Luxury real estate development on Tower Road was brought to a near standstill by the arrival of the Portomaso real estate project.

Overcapacity is evident in many sectors.    Contractors re finding it heavy going as only those extremely well equipped can  compete for large projects and in many cases they have to accept barter terms which small contractors can never consider.

Retailing again is undergoing reform which is throwing up pockets of over-capacity in many sectors.   The Price Club saga has ended the mad rush towards the discount supermarket, giving a few breadths of much needed oxygen to smaller retailing food stores.   In the clothing and fashion sectors the dispersion of retailing to major towns and villages continues,  and Sliema and Valletta no longer carry a monopoly for fashion shopping.

Overcapacity takes time to even out by the dual effect of closure of the uncompetitive units and economic growth to increase demand to accommodate the surviving units.   I would say that we are about entering the stage where no new supply would be coming onto the market to exacerbate the existing over-capacity and would need at least two more years for the capacity to drop whilst demand could pick up by the normal progression of the economic cycle.

Fiscal enforcement

If government has failed on all fronts it has certainly not failed on fiscal enforcement where substantial progress has been made.   Normally this ought to be greeted with respect and cheer,   However the fact that increased taxation flow extracted through more efficient enforcement is just being channeled to finance increased expenditure meets the disapproval of all serious economic analysts.

“Unfortunately my experience would suggest that banks are currently not meeting this challenge”


Be as it may enforcement is extracting scarce cash flow from businesses.   Two particular factors are leading to this.   Hefty, near extortionist, penalties are forcing business to extend credit terms from private sector suppliers to ensure that it pays income tax, provisional tax, VAT, NI Contributions without any delaying invoking such penalties.

Secondly administrative changes are by the stroke of  pen adding cash flow burdens on the business sector without as much as a simple pre-announcement.   Take the recent legal notice through which business have found out to their dismay that the advantage of initial allowance on investment expenditure has been removed.   This simple administrative decisions forces business to foot higher tax bills in the early years when the investment has been made and therefore cash flow is probably tight.

Whereas most countries encourage small business by softening the impact on their cash flow by tax payments, in Malta,  the government, strapped as it fiscally is, does exactly the opposite.

Banks as shock absorber

Malta has been through recessions before and in each case banks played a significant role in pulling the economy back to sustainable growth paths.    During recessions banks normally  go out of their way to promote and assist new productive investment and go gentler on those economic units that are finding it hard to service their commitments but can prove that their problems are cyclical not structural.

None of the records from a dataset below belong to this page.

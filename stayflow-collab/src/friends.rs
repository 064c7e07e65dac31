use std::sync::Arc;

use thiserror::Error;

use crate::{
    Database, DatabaseError, FriendshipData, FriendshipStatus, NewFriendship, PrimaryKey, UserData,
};

/// Manages friendships. The relation is undirected but stored as one
/// directed row, so every lookup considers both directions.
pub struct FriendManager<Db> {
    db: Arc<Db>,
}

#[derive(Debug, Error)]
pub enum FriendError {
    #[error("You can't send a friend request to yourself")]
    SelfRequest,
    #[error("Only the addressee can act on a friend request")]
    NotAddressee,
    #[error("Friendship doesn't exist")]
    NotFriends,
    #[error(transparent)]
    Db(#[from] DatabaseError),
}

impl<Db> FriendManager<Db>
where
    Db: Database,
{
    /// Minimum query length for user search
    const SEARCH_MIN_CHARS: usize = 2;
    const SEARCH_LIMIT: i64 = 10;

    pub fn new(db: &Arc<Db>) -> Self {
        Self { db: db.clone() }
    }

    /// Sends a friend request. A duplicate request returns the existing
    /// row, and a pending request in the opposite direction is accepted
    /// instead of creating a mirrored one.
    pub async fn send_request(
        &self,
        requester_id: PrimaryKey,
        addressee_id: PrimaryKey,
    ) -> Result<FriendshipData, FriendError> {
        if requester_id == addressee_id {
            return Err(FriendError::SelfRequest);
        }

        match self.db.friendship_between(requester_id, addressee_id).await {
            Ok(existing) => return Ok(existing),
            Err(DatabaseError::NotFound { .. }) => {}
            Err(e) => return Err(e.into()),
        }

        match self.db.friendship_between(addressee_id, requester_id).await {
            Ok(inverse) if inverse.status == FriendshipStatus::Pending => {
                return self
                    .db
                    .set_friendship_status(inverse.id, FriendshipStatus::Accepted)
                    .await
                    .map_err(Into::into)
            }
            Ok(inverse) => return Ok(inverse),
            Err(DatabaseError::NotFound { .. }) => {}
            Err(e) => return Err(e.into()),
        }

        self.db
            .create_friendship(NewFriendship {
                requester_id,
                addressee_id,
                status: FriendshipStatus::Pending,
            })
            .await
            .map_err(Into::into)
    }

    pub async fn accept(
        &self,
        request_id: PrimaryKey,
        user_id: PrimaryKey,
    ) -> Result<FriendshipData, FriendError> {
        let request = self.db.friendship_by_id(request_id).await?;

        if request.addressee.id != user_id {
            return Err(FriendError::NotAddressee);
        }

        self.db
            .set_friendship_status(request_id, FriendshipStatus::Accepted)
            .await
            .map_err(Into::into)
    }

    pub async fn reject(
        &self,
        request_id: PrimaryKey,
        user_id: PrimaryKey,
    ) -> Result<(), FriendError> {
        let request = self.db.friendship_by_id(request_id).await?;

        if request.addressee.id != user_id {
            return Err(FriendError::NotAddressee);
        }

        self.db
            .delete_friendship(request_id)
            .await
            .map_err(Into::into)
    }

    /// Removes a friendship in whichever direction it was stored
    pub async fn remove(
        &self,
        friend_id: PrimaryKey,
        user_id: PrimaryKey,
    ) -> Result<(), FriendError> {
        for (requester, addressee) in [(user_id, friend_id), (friend_id, user_id)] {
            match self.db.friendship_between(requester, addressee).await {
                Ok(friendship) => {
                    return self
                        .db
                        .delete_friendship(friendship.id)
                        .await
                        .map_err(Into::into)
                }
                Err(DatabaseError::NotFound { .. }) => continue,
                Err(e) => return Err(e.into()),
            }
        }

        Err(FriendError::NotFriends)
    }

    /// The user's accepted friends, regardless of who sent the request
    pub async fn friends_of(&self, user_id: PrimaryKey) -> Result<Vec<UserData>, FriendError> {
        let friendships = self.db.friendships_of(user_id).await?;

        let friends = friendships
            .into_iter()
            .map(|f| {
                if f.requester.id == user_id {
                    f.addressee
                } else {
                    f.requester
                }
            })
            .collect();

        Ok(friends)
    }

    pub async fn pending_for(
        &self,
        user_id: PrimaryKey,
    ) -> Result<Vec<FriendshipData>, DatabaseError> {
        self.db.pending_friendships_for(user_id).await
    }

    /// Searches users by name, excluding the searcher. Queries shorter
    /// than two characters return nothing.
    pub async fn search_users(
        &self,
        query: &str,
        current_user: PrimaryKey,
    ) -> Result<Vec<UserData>, DatabaseError> {
        if query.chars().count() < Self::SEARCH_MIN_CHARS {
            return Ok(vec![]);
        }

        self.db
            .search_users_by_name(query, current_user, Self::SEARCH_LIMIT)
            .await
    }
}

#[cfg(test)]
mod test {
    use super::*;
    use crate::{MemoryDatabase, NewUser, UserRole};

    async fn user(db: &Arc<MemoryDatabase>, name: &str) -> UserData {
        db.create_user(NewUser {
            email: format!("{name}@example.com"),
            name: name.to_string(),
            password: "hash".to_string(),
            role: UserRole::Guest,
        })
        .await
        .expect("user is created")
    }

    #[tokio::test]
    async fn request_accept_round_trip_is_symmetric() {
        let db = Arc::new(MemoryDatabase::default());
        let friends = FriendManager::new(&db);

        let ada = user(&db, "ada").await;
        let brendan = user(&db, "brendan").await;

        let request = friends
            .send_request(ada.id, brendan.id)
            .await
            .expect("request is sent");
        assert_eq!(request.status, FriendshipStatus::Pending);

        let pending = friends.pending_for(brendan.id).await.expect("pending listed");
        assert_eq!(pending.len(), 1);

        friends
            .accept(request.id, brendan.id)
            .await
            .expect("request is accepted");

        let adas_friends = friends.friends_of(ada.id).await.expect("friends listed");
        let brendans_friends = friends.friends_of(brendan.id).await.expect("friends listed");

        assert_eq!(adas_friends.len(), 1);
        assert_eq!(adas_friends[0].id, brendan.id);
        assert_eq!(brendans_friends.len(), 1);
        assert_eq!(brendans_friends[0].id, ada.id);
    }

    #[tokio::test]
    async fn self_requests_are_rejected() {
        let db = Arc::new(MemoryDatabase::default());
        let friends = FriendManager::new(&db);

        let ada = user(&db, "ada").await;

        let result = friends.send_request(ada.id, ada.id).await;
        assert!(matches!(result, Err(FriendError::SelfRequest)));
    }

    #[tokio::test]
    async fn crossing_requests_accept_instead_of_duplicating() {
        let db = Arc::new(MemoryDatabase::default());
        let friends = FriendManager::new(&db);

        let ada = user(&db, "ada").await;
        let brendan = user(&db, "brendan").await;

        friends
            .send_request(ada.id, brendan.id)
            .await
            .expect("request is sent");

        // The inverse request resolves the pending one
        let crossed = friends
            .send_request(brendan.id, ada.id)
            .await
            .expect("crossing request resolves");

        assert_eq!(crossed.status, FriendshipStatus::Accepted);
        assert_eq!(friends.friends_of(ada.id).await.expect("friends").len(), 1);
    }

    #[tokio::test]
    async fn only_the_addressee_can_accept() {
        let db = Arc::new(MemoryDatabase::default());
        let friends = FriendManager::new(&db);

        let ada = user(&db, "ada").await;
        let brendan = user(&db, "brendan").await;

        let request = friends
            .send_request(ada.id, brendan.id)
            .await
            .expect("request is sent");

        let result = friends.accept(request.id, ada.id).await;
        assert!(matches!(result, Err(FriendError::NotAddressee)));
    }

    #[tokio::test]
    async fn removal_works_in_either_direction() {
        let db = Arc::new(MemoryDatabase::default());
        let friends = FriendManager::new(&db);

        let ada = user(&db, "ada").await;
        let brendan = user(&db, "brendan").await;

        let request = friends
            .send_request(ada.id, brendan.id)
            .await
            .expect("request is sent");
        friends
            .accept(request.id, brendan.id)
            .await
            .expect("request is accepted");

        // Brendan removes ada even though ada sent the request
        friends.remove(ada.id, brendan.id).await.expect("removed");

        assert!(friends.friends_of(ada.id).await.expect("friends").is_empty());
        assert!(matches!(
            friends.remove(ada.id, brendan.id).await,
            Err(FriendError::NotFriends)
        ));
    }

    #[tokio::test]
    async fn user_search_excludes_self_and_short_queries() {
        let db = Arc::new(MemoryDatabase::default());
        let friends = FriendManager::new(&db);

        let ada = user(&db, "ada").await;
        user(&db, "adalbert").await;
        user(&db, "brendan").await;

        let found = friends.search_users("ada", ada.id).await.expect("searched");
        assert_eq!(found.len(), 1);
        assert_eq!(found[0].name, "adalbert");

        let found = friends.search_users("a", ada.id).await.expect("searched");
        assert!(found.is_empty());
    }
}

Unfortunately my experience would suggest that banks are currently not meeting this challenge.   Competition is forcing them to take a very narrow view of their business and  the regulator is failing to use its moral authority to force the banks to meet their social responsibility.   After all it is in the banks’ own long term interest to ensure that the economy reverts to a growth path without delay.

Unfortunately banks are more interested these days in pushing their foreign wealth management products to private clients rather than to assist their business clients out of their cash flow problems.